I'm very dubious of your plan to manage copyright at the level of commits - i.e. one copyright and license up to a particular commit, and another for subsequent commits. This is very unconventional and sounds like a recipe for legal confusion. You can't meaningfully pick apart the commits to a single file. Don't try to do this without advice from a lawyer.
I thought it was proper to indicate where the code starts to diverge, by hash. There is no clearer way to designate a point in the development time line where all code is ATI's property before and anything after is a mix and match. I've removed it from the license.
I've followed your advice and update the licensing language, also added LICENSE-MIT and LICENSE-ATI. Please let me know if that is satisfactory.
And to follow up, of course for an easy life, you could just release everything under the GNU Affero GPL.
My goal in all this is to forward Bitcoin in some way. I believe Armory is the ideal vessel to deliver a complete stack, key in hand professional grade solution that fully embraces Bitcoin's model, in that it allows individuals and organizations to have total control over the code they run and the cryptographic material they own. I believe that kind of tool is necessary for Bitcoin to thrive.
With all due respect, to whom it may concern, if there was good competition in this space, I would not see the need to keep Armory going. I do not believe such competition exists right now, nor in the few years to come, and that is mainly because of the models other people in this space adopt, which do not fully embrace the opportunity of a paradigm shift in finance and business that Bitcoin offers us.
While I commend Armory's competitor on their hard work and passion, I do not believe they will fill the gap Armory would create was it to actually disappear, and I believe that role to be foundational to the good health of the Bitcoin ecosystem.
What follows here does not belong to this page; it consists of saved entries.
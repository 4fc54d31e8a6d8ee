//! QuillySoft Core - Hexagonal Architecture Implementation
//!
//! This crate provides the domain and application layers for the QuillySoft
//! code generation CLI: the project configuration, the render model, and the
//! template engine, following hexagonal (ports and adapters) architecture.
//!
//! ## Architecture Overview
//!
//! ```text
//! ┌─────────────────────────────────────────┐
//! │          quillysoft-cli (CLI)           │
//! │     (Implements Driving Ports)          │
//! └──────────────────┬──────────────────────┘
//!                    │ calls
//!                    ▼
//! ┌─────────────────────────────────────────┐
//! │         Application Services            │
//! │ (TemplateEngine, ConfigResolver, ...)   │
//! └──────────────────┬──────────────────────┘
//!                    │ uses
//!                    ▼
//! ┌─────────────────────────────────────────┐
//! │      Application Ports (Traits)         │
//! │ (Driven: Store, Renderer, Filesystem)   │
//! └──────────────────┬──────────────────────┘
//!                    │ implemented by
//!                    ▼
//! ┌─────────────────────────────────────────┐
//! │    quillysoft-adapters (Infrastructure) │
//! │ (InMemoryStore, SimpleRenderer, etc)    │
//! └─────────────────────────────────────────┘
//! ```
//!
//! ## Usage
//!
//! ```rust,ignore
//! use quillysoft_core::{
//!     application::{ConfigResolver, TemplateEngine},
//!     domain::Model,
//! };
//!
//! // 1. Resolve configuration (never fails)
//! let config = ConfigResolver::new(filesystem).load(None);
//!
//! // 2. Build a model from config plus caller data
//! let mut model = config.to_model();
//! model.merge(Model::new().with("EntityName", "Order"));
//!
//! // 3. Render
//! let engine = TemplateEngine::new(store, renderer);
//! let text = engine.render("entity", &model).unwrap();
//! ```

pub mod application;
pub mod domain;
pub mod error;
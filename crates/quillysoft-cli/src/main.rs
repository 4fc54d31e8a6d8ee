//! # QuillySoft CLI
//!
//! Template-driven code generation for layered solutions.
//!
//! `main` loads `.env`, parses arguments, installs logging, resolves
//! `quillysoft-cli.json` (explicit `--config`, upward search, then defaults)
//! and hands the result to one command handler. Failures are printed once, on
//! stderr, and mapped to an exit code:
//!
//! | Code | Meaning                 |
//! |------|-------------------------|
//! |  0   | Success                 |
//! |  1   | Internal / system error |
//! |  2   | User / input error      |
//! |  3   | Resource not found      |
//! |  4   | Configuration error     |

use std::{io::IsTerminal, process::ExitCode};

use clap::Parser;
use tracing::{debug, info, instrument};

use quillysoft_adapters::LocalFilesystem;
use quillysoft_core::application::{ConfigResolver, ConfigSource, LoadedConfiguration};

use crate::{
    cli::{Cli, Commands},
    error::CliResult,
    logging::init_logging,
    output::OutputManager,
};

mod cli;
mod commands;
mod error;
mod logging;
mod output;

fn main() -> ExitCode {
    let _ = dotenvy::dotenv();

    let cli = match Cli::try_parse() {
        Ok(cli) => cli,
        // --help and --version come through here with a zero status.
        Err(e) => {
            let _ = e.print();
            return ExitCode::from(if e.use_stderr() { 2 } else { 0 });
        }
    };

    if let Err(e) = init_logging(&cli.global) {
        eprintln!("Failed to initialise logging: {e:#}");
        return ExitCode::from(1);
    }
    debug!(global = ?cli.global, "arguments parsed");

    let loaded = ConfigResolver::new(Box::new(LocalFilesystem::new()))
        .load_with_source(cli.global.config.as_deref());
    match &loaded.source {
        ConfigSource::File(path) => info!(path = %path.display(), "using configuration file"),
        ConfigSource::Defaults => info!("using default configuration"),
    }

    let output = OutputManager::new(&cli.global);
    let verbose = cli.global.verbose > 0;
    let colored = output.supports_color() && std::io::stderr().is_terminal();

    match run(cli, &loaded, &output) {
        Ok(()) => ExitCode::SUCCESS,
        Err(err) => {
            err.log();
            eprint!("{}", err.report(verbose, colored));
            ExitCode::from(err.exit_code())
        }
    }
}

#[instrument(skip_all)]
fn run(cli: Cli, loaded: &LoadedConfiguration, output: &OutputManager) -> CliResult<()> {
    let config = &loaded.configuration;
    match cli.command {
        Commands::Render(args) => commands::render::execute(args, config, output),
        Commands::List(args) => commands::list::execute(args, config, output),
        Commands::Init(args) => commands::init::execute(args, output),
        Commands::Completions(args) => commands::completions::execute(args),
        Commands::Config(cmd) => commands::config::execute(cmd, loaded, output),
    }
}
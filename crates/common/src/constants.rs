/// Bidder code of the legacy query-string adapter.
pub const TARGETINGGATES_BIDDER_CODE: &str = "targetinggates";

/// Bidder code of the `OpenRTB` adapter.
pub const TG_BIDDER_CODE: &str = "tg";
pub const TG_BIDDER_ALIASES: &[&str] = &["targetinggate"];

/// Display request path on the delivery domain.
pub const DISPLAY_PATH: &str = "/w/1.0/arj";
/// Video request path on the delivery domain.
pub const VIDEO_PATH: &str = "/v/1.0/avjp";
/// Suffix identifying video wire requests when interpreting responses.
pub const VIDEO_PATH_SUFFIX: &str = "avjp";
/// Beacon path on the video colo host.
pub const BEACON_PATH: &str = "/w/1.0/bo";

/// `vos` value sent for outstream video.
pub const OUTSTREAM_VOS: &str = "101";
#[cfg(test)]
mod tests {
    use super::*;
    use serde_json::json;

    #[test]
    fn bid_request_accepts_flat_sizes() {
        let bid: BidRequest = serde_json::from_value(json!({
            "bidId": "b1",
            "sizes": [300, 250],
            "mediaTypes": { "video": { "playerSize": [640, 480], "context": "outstream" } }
        }))
        .expect("should deserialize bid request");

        assert_eq!(bid.sizes, vec![AdSize::new(300, 250)]);
        assert_eq!(bid.player_size(), Some(AdSize::new(640, 480)));
        assert_eq!(bid.video_context(), Some(VideoContext::Outstream));
        assert!(bid.is_video());
    }

    #[test]
    fn bid_request_accepts_nested_sizes() {
        let bid: BidRequest = serde_json::from_value(json!({
            "bidId": "b1",
            "sizes": [[300, 250], [728, 90]],
            "mediaTypes": { "video": { "playerSize": [[640, 480]], "context": "adpod" } }
        }))
        .expect("should deserialize bid request");

        assert_eq!(
            bid.sizes,
            vec![AdSize::new(300, 250), AdSize::new(728, 90)]
        );
        assert_eq!(bid.player_size(), Some(AdSize::new(640, 480)));
        assert_eq!(bid.video_context(), Some(VideoContext::Other));
    }

    #[test]
    fn effective_sizes_fall_back_to_banner_media_type() {
        let bid: BidRequest = serde_json::from_value(json!({
            "bidId": "b1",
            "mediaTypes": { "banner": { "sizes": [[320, 50]] } }
        }))
        .expect("should deserialize bid request");

        assert!(bid.sizes.is_empty());
        assert_eq!(bid.effective_sizes(), &[AdSize::new(320, 50)]);
        assert!(!bid.is_video());
        assert!(!bid.is_native());
    }

    #[test]
    fn legacy_media_type_tag_drives_classification() {
        let mut bid = BidRequest {
            bid_id: "b1".to_string(),
            media_type: Some(MediaType::NativeVideo),
            ..BidRequest::default()
        };
        assert!(bid.is_video());
        assert!(bid.is_native_video());

        bid.media_type = Some(MediaType::Native);
        assert!(!bid.is_video());
        assert!(bid.is_native());
    }

    #[test]
    fn optional_id_accepts_strings_and_numbers() {
        #[derive(Deserialize)]
        struct Holder {
            #[serde(default, deserialize_with = "optional_id")]
            id: Option<String>,
        }

        let cases = [
            (json!({ "id": "abc" }), Some("abc")),
            (json!({ "id": 42 }), Some("42")),
            (json!({ "id": 1.5 }), Some("1.5")),
            (json!({ "id": null }), None),
            (json!({}), None),
        ];
        for (input, expected) in cases {
            let holder: Holder = serde_json::from_value(input).expect("should deserialize id");
            assert_eq!(holder.id.as_deref(), expected);
        }
    }

    #[test]
    fn null_as_default_accepts_null_lists() {
        #[derive(Deserialize)]
        struct Holder {
            #[serde(default, deserialize_with = "null_as_default")]
            items: Vec<u32>,
        }

        let cases = [
            (json!({ "items": [1, 2] }), vec![1, 2]),
            (json!({ "items": null }), Vec::new()),
            (json!({}), Vec::new()),
        ];
        for (input, expected) in cases {
            let holder: Holder = serde_json::from_value(input).expect("should deserialize items");
            assert_eq!(holder.items, expected);
        }
    }

    #[test]
    fn json_to_param_matches_browser_stringification() {
        assert_eq!(json_to_param(&json!("Sports")), "Sports");
        assert_eq!(json_to_param(&json!(1500.0)), "1500");
        assert_eq!(json_to_param(&json!(0.25)), "0.25");
        assert_eq!(json_to_param(&json!(["a", "b", 3])), "a,b,3");
        assert_eq!(json_to_param(&json!(true)), "true");
        assert_eq!(json_to_param(&json!(null)), "");
    }

    #[test]
    fn page_context_prefers_configured_url() {
        let page = PageContext {
            url: "https://news.example.com/article?id=1".to_string(),
            referrer: String::new(),
            configured_url: Some("https://canonical.example.com/article".to_string()),
        };
        assert_eq!(page.effective_url(), "https://canonical.example.com/article");
        assert_eq!(page.hostname(), "news.example.com");
    }

    #[test]
    fn server_response_json_reports_parse_errors() {
        let response = ServerResponse::new("not json");
        let err = response
            .json::<Json>()
            .expect_err("should reject malformed body");
        assert!(matches!(
            err.current_context(),
            AdapterError::ResponseParse { .. }
        ));
    }

    #[test]
    fn bid_response_serializes_camel_case_and_skips_empty_fields() {
        let bid = BidResponse {
            request_id: "b1".to_string(),
            cpm: 1.5,
            currency: "USD".to_string(),
            ttl: 300,
            net_revenue: true,
            creative_id: "cr1".to_string(),
            media_type: MediaType::Video,
            vast_url: Some("https://vast.example/v".to_string()),
            ..BidResponse::default()
        };

        let value = serde_json::to_value(&bid).expect("should serialize bid response");
        assert_eq!(value["requestId"], "b1");
        assert_eq!(value["netRevenue"], true);
        assert_eq!(value["mediaType"], "video");
        assert_eq!(value["vastUrl"], "https://vast.example/v");
        assert!(value.get("ad").is_none());
        assert!(value.get("dealId").is_none());
    }

    #[test]
    fn user_sync_serializes_type_tag() {
        let sync = UserSync::iframe("//sync.example/frame");
        let value = serde_json::to_value(&sync).expect("should serialize sync");
        assert_eq!(value, json!({ "type": "iframe", "url": "//sync.example/frame" }));
    }
}
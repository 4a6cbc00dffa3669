//! Trait definition for bid adapters.

use error_stack::Report;

use crate::error::AdapterError;

use super::session::AuctionSession;
use super::types::{
    BidRequest, BidResponse, BidderRequest, MediaType, ServerRequest, ServerResponse, SyncOptions,
    UserSync,
};

/// Trait implemented by every exchange adapter (`targetinggates`, `tg`).
///
/// Adapters are stateless. The host drives them through one auction round:
/// filter with [`BidAdapter::is_bid_request_valid`], build wire requests, send
/// them, then hand each reply to [`BidAdapter::interpret_response`].
pub trait BidAdapter: Send + Sync {
    /// Bidder code the host registers this adapter under.
    fn code(&self) -> &'static str;

    /// Alternative bidder codes resolving to this adapter.
    fn aliases(&self) -> &'static [&'static str] {
        &[]
    }

    fn supported_media_types(&self) -> &'static [MediaType];

    /// Check if this adapter supports a specific media type.
    fn supports_media_type(&self, media_type: MediaType) -> bool {
        self.supported_media_types().contains(&media_type)
    }

    /// Whether `bid` carries every parameter the exchange requires.
    fn is_bid_request_valid(&self, bid: &BidRequest) -> bool;

    /// Translate validated bid requests into outbound wire requests.
    ///
    /// Every bid in `bids` is carried by exactly one returned request.
    ///
    /// # Errors
    ///
    /// Returns [`AdapterError::InvalidBidParams`] when a bid that should have
    /// been filtered out is missing required parameters, or
    /// [`AdapterError::RequestBuild`] when a body cannot be encoded.
    fn build_requests(
        &self,
        bids: &[BidRequest],
        bidder_request: &BidderRequest,
    ) -> Result<Vec<ServerRequest>, Report<AdapterError>>;

    /// Turn an exchange reply into bid results.
    ///
    /// Malformed replies are logged and yield no bids; nothing is raised to the host.
    fn interpret_response(
        &self,
        response: &ServerResponse,
        request: &ServerRequest,
        session: &mut AuctionSession,
    ) -> Vec<BidResponse>;

    /// User syncs the host should load after the auction.
    fn user_syncs(&self, options: &SyncOptions, responses: &[ServerResponse]) -> Vec<UserSync>;
}
use url::Url;

/// Parse absolute, protocol-relative (`//host/path`) or scheme-less
/// (`host/path`) URLs. Protocol-relative and scheme-less inputs are resolved
/// against `https`.
#[must_use]
pub fn parse_url_lenient(input: &str) -> Option<Url> {
    let trimmed = input.trim();
    if trimmed.is_empty() {
        return None;
    }
    if let Some(rest) = trimmed.strip_prefix("//") {
        return Url::parse(&format!("https://{rest}")).ok();
    }
    match Url::parse(trimmed) {
        Ok(url) if url.has_host() => Some(url),
        _ => Url::parse(&format!("https://{trimmed}")).ok(),
    }
}

/// Look up a query parameter on a (possibly protocol-relative) URL.
#[must_use]
pub fn query_param(input: &str, name: &str) -> Option<String> {
    parse_url_lenient(input)?
        .query_pairs()
        .find(|(key, _)| key == name)
        .map(|(_, value)| value.into_owned())
}

/// Appends query parameters to a URL, handling both URLs with and without existing query strings.
/// Returns the original URL unchanged if params are empty.
#[must_use]
pub fn append_query_params(url: &str, params: &str) -> String {
    if params.is_empty() {
        return url.to_string();
    }
    if url.contains('?') {
        format!("{}&{}", url, params)
    } else {
        format!("{}?{}", url, params)
    }
}
//! Native ad assets: request encoding and response reassembly.
//!
//! Assets are identified by a fixed type scheme: the title asset is implicit,
//! data assets carry type 1 (sponsor) or 2 (body text), and image assets carry
//! type 1 (icon) or 3 (main image).

use error_stack::{Report, ResultExt};
use serde::{Deserialize, Serialize};

use crate::auction::types::{NativeAd, NativeAssetParams, NativeParams};
use crate::error::AdapterError;
use crate::settings::NativeDefaults;

/// Data asset types.
#[derive(Debug, Clone, Copy, PartialEq, Eq)]
#[repr(u8)]
pub enum DataAssetType {
    Sponsored = 1,
    Description = 2,
}

/// Image asset types.
#[derive(Debug, Clone, Copy, PartialEq, Eq)]
#[repr(u8)]
pub enum ImageAssetType {
    Icon = 1,
    Main = 3,
}

#[derive(Debug, Clone, Serialize, Deserialize, PartialEq, Eq)]
pub struct TitleRequest {
    pub len: u32,
}

#[derive(Debug, Clone, Serialize, Deserialize, PartialEq, Eq)]
pub struct ImageRequest {
    #[serde(rename = "type")]
    pub img_type: u8,
    pub wmin: u32,
    pub hmin: u32,
}

#[derive(Debug, Clone, Serialize, Deserialize, PartialEq, Eq)]
pub struct DataRequest {
    #[serde(rename = "type")]
    pub data_type: u8,
    pub len: u32,
}

/// One requested asset; exactly one of `title`, `img` or `data` is set.
#[derive(Debug, Clone, Serialize, Deserialize, PartialEq, Eq)]
pub struct AssetRequest {
    pub id: u32,
    pub required: u8,
    #[serde(skip_serializing_if = "Option::is_none")]
    pub title: Option<TitleRequest>,
    #[serde(skip_serializing_if = "Option::is_none")]
    pub img: Option<ImageRequest>,
    #[serde(skip_serializing_if = "Option::is_none")]
    pub data: Option<DataRequest>,
}

#[derive(Debug, Clone, Default, Serialize, Deserialize, PartialEq, Eq)]
pub struct NativeRequest {
    pub assets: Vec<AssetRequest>,
}

impl NativeRequest {
    /// Build the asset list for a slot, numbering assets in request order.
    #[must_use]
    pub fn from_params(params: &NativeParams, defaults: &NativeDefaults) -> Self {
        let mut request = Self::default();

        if let Some(title) = &params.title {
            request.push(title, |p| {
                AssetKind::Title(TitleRequest {
                    len: p.len.unwrap_or(defaults.title_len),
                })
            });
        }
        if let Some(body) = &params.body {
            request.push(body, |p| {
                AssetKind::Data(data_request(p, DataAssetType::Description, defaults.descr_len))
            });
        }
        if let Some(sponsored_by) = &params.sponsored_by {
            request.push(sponsored_by, |p| {
                AssetKind::Data(data_request(
                    p,
                    DataAssetType::Sponsored,
                    defaults.sponsored_by_len,
                ))
            });
        }
        if let Some(icon) = &params.icon {
            request.push(icon, |p| {
                AssetKind::Image(image_request(p, ImageAssetType::Icon, defaults.icon_min))
            });
        }
        if let Some(image) = &params.image {
            request.push(image, |p| {
                AssetKind::Image(image_request(p, ImageAssetType::Main, defaults.img_min))
            });
        }

        request
    }

    fn push(
        &mut self,
        params: &NativeAssetParams,
        kind: impl FnOnce(&NativeAssetParams) -> AssetKind,
    ) {
        let id = u32::try_from(self.assets.len() + 1).unwrap_or(u32::MAX);
        let mut asset = AssetRequest {
            id,
            required: u8::from(params.required),
            title: None,
            img: None,
            data: None,
        };
        match kind(params) {
            AssetKind::Title(title) => asset.title = Some(title),
            AssetKind::Image(img) => asset.img = Some(img),
            AssetKind::Data(data) => asset.data = Some(data),
        }
        self.assets.push(asset);
    }
}

enum AssetKind {
    Title(TitleRequest),
    Image(ImageRequest),
    Data(DataRequest),
}

fn data_request(
    params: &NativeAssetParams,
    data_type: DataAssetType,
    default_len: u32,
) -> DataRequest {
    DataRequest {
        data_type: data_type as u8,
        len: params.len.unwrap_or(default_len),
    }
}

fn image_request(
    params: &NativeAssetParams,
    img_type: ImageAssetType,
    default_min: u32,
) -> ImageRequest {
    ImageRequest {
        img_type: img_type as u8,
        wmin: params.wmin.unwrap_or(default_min),
        hmin: params.hmin.unwrap_or(default_min),
    }
}

// Response side

#[derive(Debug, Deserialize)]
struct NativeMarkup {
    native: Option<NativeResponse>,
}

#[derive(Debug, Default, Deserialize)]
struct NativeResponse {
    #[serde(default)]
    assets: Vec<ResponseAsset>,
    link: Option<Link>,
    #[serde(default)]
    imptrackers: Vec<String>,
}

#[derive(Debug, Deserialize)]
struct Link {
    url: Option<String>,
}

#[derive(Debug, Default, Deserialize)]
struct ResponseAsset {
    title: Option<TitleAsset>,
    data: Option<DataAsset>,
    img: Option<ImageAsset>,
}

#[derive(Debug, Deserialize)]
struct TitleAsset {
    text: Option<String>,
}

#[derive(Debug, Deserialize)]
struct DataAsset {
    #[serde(rename = "type")]
    data_type: Option<u8>,
    value: Option<String>,
}

#[derive(Debug, Deserialize)]
struct ImageAsset {
    #[serde(rename = "type")]
    img_type: Option<u8>,
    url: Option<String>,
}

/// Named field a response asset fills.
#[derive(Debug, Clone, Copy, PartialEq, Eq)]
enum NativeField {
    Title,
    SponsoredBy,
    Body,
    Icon,
    Image,
}

impl ResponseAsset {
    fn fields(&self) -> Vec<(NativeField, Option<&str>)> {
        let mut fields = Vec::new();
        if let Some(title) = &self.title {
            fields.push((NativeField::Title, title.text.as_deref()));
        }
        if let Some(data) = &self.data {
            match data.data_type {
                Some(t) if t == DataAssetType::Sponsored as u8 => {
                    fields.push((NativeField::SponsoredBy, data.value.as_deref()));
                }
                Some(t) if t == DataAssetType::Description as u8 => {
                    fields.push((NativeField::Body, data.value.as_deref()));
                }
                _ => {}
            }
        }
        if let Some(img) = &self.img {
            match img.img_type {
                Some(t) if t == ImageAssetType::Icon as u8 => {
                    fields.push((NativeField::Icon, img.url.as_deref()));
                }
                Some(t) if t == ImageAssetType::Main as u8 => {
                    fields.push((NativeField::Image, img.url.as_deref()));
                }
                _ => {}
            }
        }
        fields
    }
}

/// Reassemble native fields from a bid's `adm` markup.
///
/// # Errors
///
/// Returns [`AdapterError::ResponseParse`] if the markup is not JSON or has no
/// `native` object.
pub fn parse_native_markup(adm: &str) -> Result<NativeAd, Report<AdapterError>> {
    let markup: NativeMarkup =
        serde_json::from_str(adm).change_context(AdapterError::ResponseParse {
            message: "Native markup is not valid JSON".to_string(),
        })?;
    let native = markup.native.ok_or_else(|| {
        Report::new(AdapterError::ResponseParse {
            message: "Native markup has no native object".to_string(),
        })
    })?;

    let mut ad = NativeAd::default();
    for asset in &native.assets {
        for (field, value) in asset.fields() {
            let value = value.map(str::to_string);
            match field {
                NativeField::Title => ad.title = value,
                NativeField::SponsoredBy => ad.sponsored_by = value,
                NativeField::Body => ad.body = value,
                NativeField::Icon => ad.icon = value,
                NativeField::Image => ad.image = value,
            }
        }
    }

    ad.click_url = native
        .link
        .and_then(|link| link.url)
        .map(|url| urlencoding::encode(&url).into_owned());
    ad.impression_trackers = native.imptrackers;

    Ok(ad)
}
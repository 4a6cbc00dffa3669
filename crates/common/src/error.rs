//! Error types for the TargetingGates adapters.
//!
//! Fallible functions return `Result<T, Report<AdapterError>>` so callers can
//! attach context with [`error_stack::ResultExt::change_context`].

use derive_more::{Display, Error};

#[derive(Debug, Display, Error)]
pub enum AdapterError {
    /// Settings could not be loaded or failed validation.
    #[display("Configuration error: {message}")]
    Configuration { message: String },

    /// A bid reached the request builder without the parameters the
    /// validity predicate requires.
    #[display("Invalid bid params for {bidder}: {message}")]
    InvalidBidParams { bidder: String, message: String },

    /// An outbound wire request could not be assembled.
    #[display("Failed to build request: {message}")]
    RequestBuild { message: String },

    /// An exchange response could not be decoded.
    #[display("Failed to parse exchange response: {message}")]
    ResponseParse { message: String },

    /// The logger could not be installed.
    #[display("Logging error: {message}")]
    Logging { message: String },
}

#[cfg(test)]
mod tests {
    use super::*;
    use error_stack::{Report, ResultExt};

    #[test]
    fn display_includes_bidder_and_message() {
        let err = AdapterError::InvalidBidParams {
            bidder: "tg".to_string(),
            message: "missing ct".to_string(),
        };
        assert_eq!(err.to_string(), "Invalid bid params for tg: missing ct");
    }

    #[test]
    fn change_context_keeps_outer_error() {
        let result: Result<serde_json::Value, _> = serde_json::from_str("{not json");
        let report: Report<AdapterError> = result
            .change_context(AdapterError::ResponseParse {
                message: "bad body".to_string(),
            })
            .expect_err("should fail to parse");

        assert!(matches!(
            report.current_context(),
            AdapterError::ResponseParse { .. }
        ));
        assert!(format!("{report:?}").contains("bad body"));
    }
}
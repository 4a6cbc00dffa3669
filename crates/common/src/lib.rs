//! TargetingGates header-bidding adapters.
//!
//! This crate translates the host auction's bid requests into the wire
//! requests of the TargetingGates exchanges and turns their replies back into
//! normalized bids. The host performs all network I/O.
//!
//! # Modules
//!
//! - [`auction`]: Adapter trait, registry, auction session and shared types
//! - [`beacon`]: Outcome beacon pixels for the legacy exchange
//! - [`constants`]: Bidder codes and wire paths
//! - [`error`]: Error types and error handling utilities
//! - [`http_util`]: Lenient URL parsing and query helpers
//! - [`integrations`]: The `targetinggates` and `tg` adapters
//! - [`logging`]: Logger installation
//! - [`native`]: Native asset request and response handling
//! - [`openrtb`]: `OpenRTB` wire types used by the `tg` adapter
//! - [`settings`]: Configuration management and validation
//! - [`test_support`]: Testing fixtures

pub mod auction;
pub mod beacon;
pub mod constants;
pub mod error;
pub mod http_util;
pub mod integrations;
pub mod logging;
pub mod native;
pub mod openrtb;
pub mod settings;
My vision of Armory is to keep forwarding it as an industry standard, with cutting edge, robust and high performance features to deliver the full Bitcoin experience to power users, financiers and businesses. Don't get me wrong, I love the individual users too, but they aren't encumbered by the legality of intellectual property rights the same way as businesses and organizations are.
Open source code is a full and unalienable property of Bitcoin's model. As such, any tool hoping to achieve what I just described has to be open source as well. On top of that, the particular license should not deter the target, otherwise I would consider the Armory experiment a failure and all my work for naught.
The MIT license (or something as permissive like OpenLDAP license) is a sine qua non condition to my ongoing involvement. If I was unable to develop Armory in such open manner, I would either have to start from scratch or I would try the next best thing I have in mind to forward Bitcoin, i.e. participate directly to Bitcoin's development.
If my memory serves right, Armory became AGPL3 when ATI was created, because it allowed the code to remain publicly available while offering opportunities to charge businesses that looked to integrate with our stack. Instead, here we are. Don't get me wrong, I like money. I believe the people involved with Armory deserve proper compensation for their effort. I believe I deserve proper compensation for my work too, and I do not believe in free lunches. But so far, the only thing I've seen the AGPL license achieve is to complicate the situation and slow down the project to a halt, as well as barring me from code I wrote.
The results do not justify the potential benefits, and there will be no code created under the AGPL3 license while I remain in charge. My long term plan is to phase out all mission critical pieces of code by overhauling them one at a time, while maintaining the new code properly secluded. I will also refrain from copy pasting old Armory code into new code from now on and instead rewrite the functionality fully. There aren't 20 ways of doing certain things correctly though, so there is only so much divergence I can introduce on purpose in certain places.
I am certainly no expert on copyright law and licenses, but a sound engineering principle is KISS ("Keep It Simple, Stupid"). I can certainly understand that you prefer MIT license over GNU Affero for your own work (I agree with you here), but you should seriously consider if the extra complication of having to keep track of two different licenses is worth the trouble. In particular, once you start refactor code you will constantly have to worry about not moving code from an Affero file to an MIT file. Furthermore, the GNU licenses tends to affect the whole work, so the entire Armory will be under that license, even if people can reuse parts of the project that you alone wrote under MIT license.
Read above. I appreciate KISS but I AGPL has to go and I don't want to rewrite everything from the ground up. Phasing out the old code will be a long term effort along the course of at least 2016.
you'd be well advised to run whatever approach you do settle on by any contacts you have at ATI for their opinion.
I have Alan's verbal consent.
What matters is whether you're doing something that might cause ATI to feel aggrieved and which might incline them to take legal action.
Hopefully that won't happen. When it comes down to it, my actions benefit ATI in that it keeps the brand alive and the software up to date. It's a win-win if they simply let me do my thing while the IP encumbrance is being worked out.